'Body awareness' offers further proof of elephant intelligence

"The more we can understand about elephants' behavior, the more we can understand what their needs are," said researcher Josh Plotnik.

By Brooks Hays

April 12 (UPI) -- The intelligence of elephants continues to surprise and impress scientists. New research shows elephants have "body awareness," meaning they recognize their bodies as impediments in problem solving situations.

Scientists typically use the mirror test to measure self-awareness. Great apes, dolphins, magpies and elephants are able to recognize themselves in the mirror. But some researchers argue the test is limiting and that body-awareness is a more meaningful and sophisticated form self-awareness.

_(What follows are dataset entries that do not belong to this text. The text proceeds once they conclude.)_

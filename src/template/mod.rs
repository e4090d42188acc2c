//! The embedded template language: parsing, binding, and evaluation
//! (spec.md §3, §4).

pub mod ast;
pub mod bound;
pub mod builtin;
pub mod error;
pub mod evaluator;
pub mod parser;
pub mod registry;
pub mod tag;

use crate::filesystem::File;
use crate::template::error::{BindError, TagEvaluationError, TemplateSyntaxError};
use crate::template::registry::Registry;

/// Errors that can occur while turning template source into a rendered
/// string for a given file: parse, then bind, then evaluate.
#[derive(Debug, thiserror::Error)]
pub enum TemplateError {
    #[error(transparent)]
    Syntax(#[from] TemplateSyntaxError),

    #[error(transparent)]
    Bind(#[from] BindError),

    #[error(transparent)]
    Evaluation(#[from] TagEvaluationError),
}

/// Parse, bind, and evaluate `source` against `file` in one call. Callers
/// that render the same template against many files (the common case)
/// should parse and bind once and call [`evaluator::evaluate`] per file
/// instead of paying the parse/bind cost repeatedly.
pub fn render(source: &str, registry: &Registry, file: &File) -> Result<String, TemplateError> {
    let pattern = parser::parse(source)?;
    let bound = registry::bind(&pattern, registry)?;
    Ok(evaluator::evaluate(&bound, file)?)
}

Researchers devised a problem-solving task to measure a group of Asian elephants' body awareness. Elephants were first trained to pass a stick to an attendant. For the test, scientists attached a stick to a mat with a rope. The elephant was led onto the mat and asked to pass the stick. Standing on the mat prevented the task's completion. To solve the problem, the elephants had to remove themselves from the mat. A separate control test featured an unattached stick.

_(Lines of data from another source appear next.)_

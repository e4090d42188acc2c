//! Constants used throughout this crate. Mainly to 'prettify' the output
//! with color, in line with the teacher's `consts.rs`.

use clap::crate_description;
use colored::Color::{BrightBlue, BrightGreen, BrightRed, BrightYellow, Green, Red};
use once_cell::sync::Lazy;

/// ANSI escape characters used for coloring output
pub(crate) const YELLOW: &str = "\x1b[0;33m";
pub(crate) const GREEN: &str = "\x1b[0;32m";
pub(crate) const BRRED: &str = "\x1b[38;5;9m";
pub(crate) const BRED: &str = "\x1b[01;38;5;1m";
pub(crate) const RES: &str = "\x1b[0m";

pub(crate) const APP_NAME: &str = "tempren";

/// Colors assigned, in order, to the categories printed by `--list-tags`
#[allow(dead_code)]
pub(crate) const CATEGORY_COLORS: &[colored::Color] = &[
    Red,
    Green,
    BrightRed,
    BrightGreen,
    BrightYellow,
    BrightBlue,
];

pub(crate) static APP_ABOUT: Lazy<String> = Lazy::new(|| {
    format!(
        "{}DESCRIPTION: {}{}{}",
        YELLOW,
        GREEN,
        crate_description!(),
        RES
    )
});

pub(crate) static OVERRIDE_HELP: Lazy<String> =
    Lazy::new(|| format!("{}tempren{} [OPTIONS] <TEMPLATE> <INPUT_DIR>", BRED, RES));

pub(crate) static AFTER_HELP: Lazy<String> = Lazy::new(|| {
    format!(
        "See {}tempren{} {}--help{} for longer explanations of the template language.",
        BRED, RES, GREEN, RES
    )
});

The elephants stepped off the mat to pass the stick 42 out of 48 times during the initial test, but only three times during the control test.

"This is a deceptively simple test, but its implications are quite profound," Josh Plotnik, visiting researcher at the University of Cambridge, said in a news release. "The elephants understood that their bodies were getting in the way, so they stepped aside to enable themselves to complete the task. In a similar test, this is something that young children are unable to understand until they are about two years old."


The findings, detailed in the journal Scientific Reports, suggest elephants more than recognize themselves in the mirror, they understand the relationship between their body and the world around them.

"This implies that elephants may be capable of recognizing themselves as separate from objects or their environment," Plotnik said. "This means that they may have a level of self-understanding, coupled with their passing of the mirror test, which is quite rare in the animal kingdom."

Plotnik hopes his research into elephant intelligence will lead to better strategies for mitigating conflicts between elephants and humans.

"The more we can understand about elephants' behavior, the more we can understand what their needs are, how they think and the strains they face in their social relationships," he said. "This will help us if we are going to try to come up with viable long term solutions to the problems that these animals face in the wild, especially those that bring them into regular conflict with humans."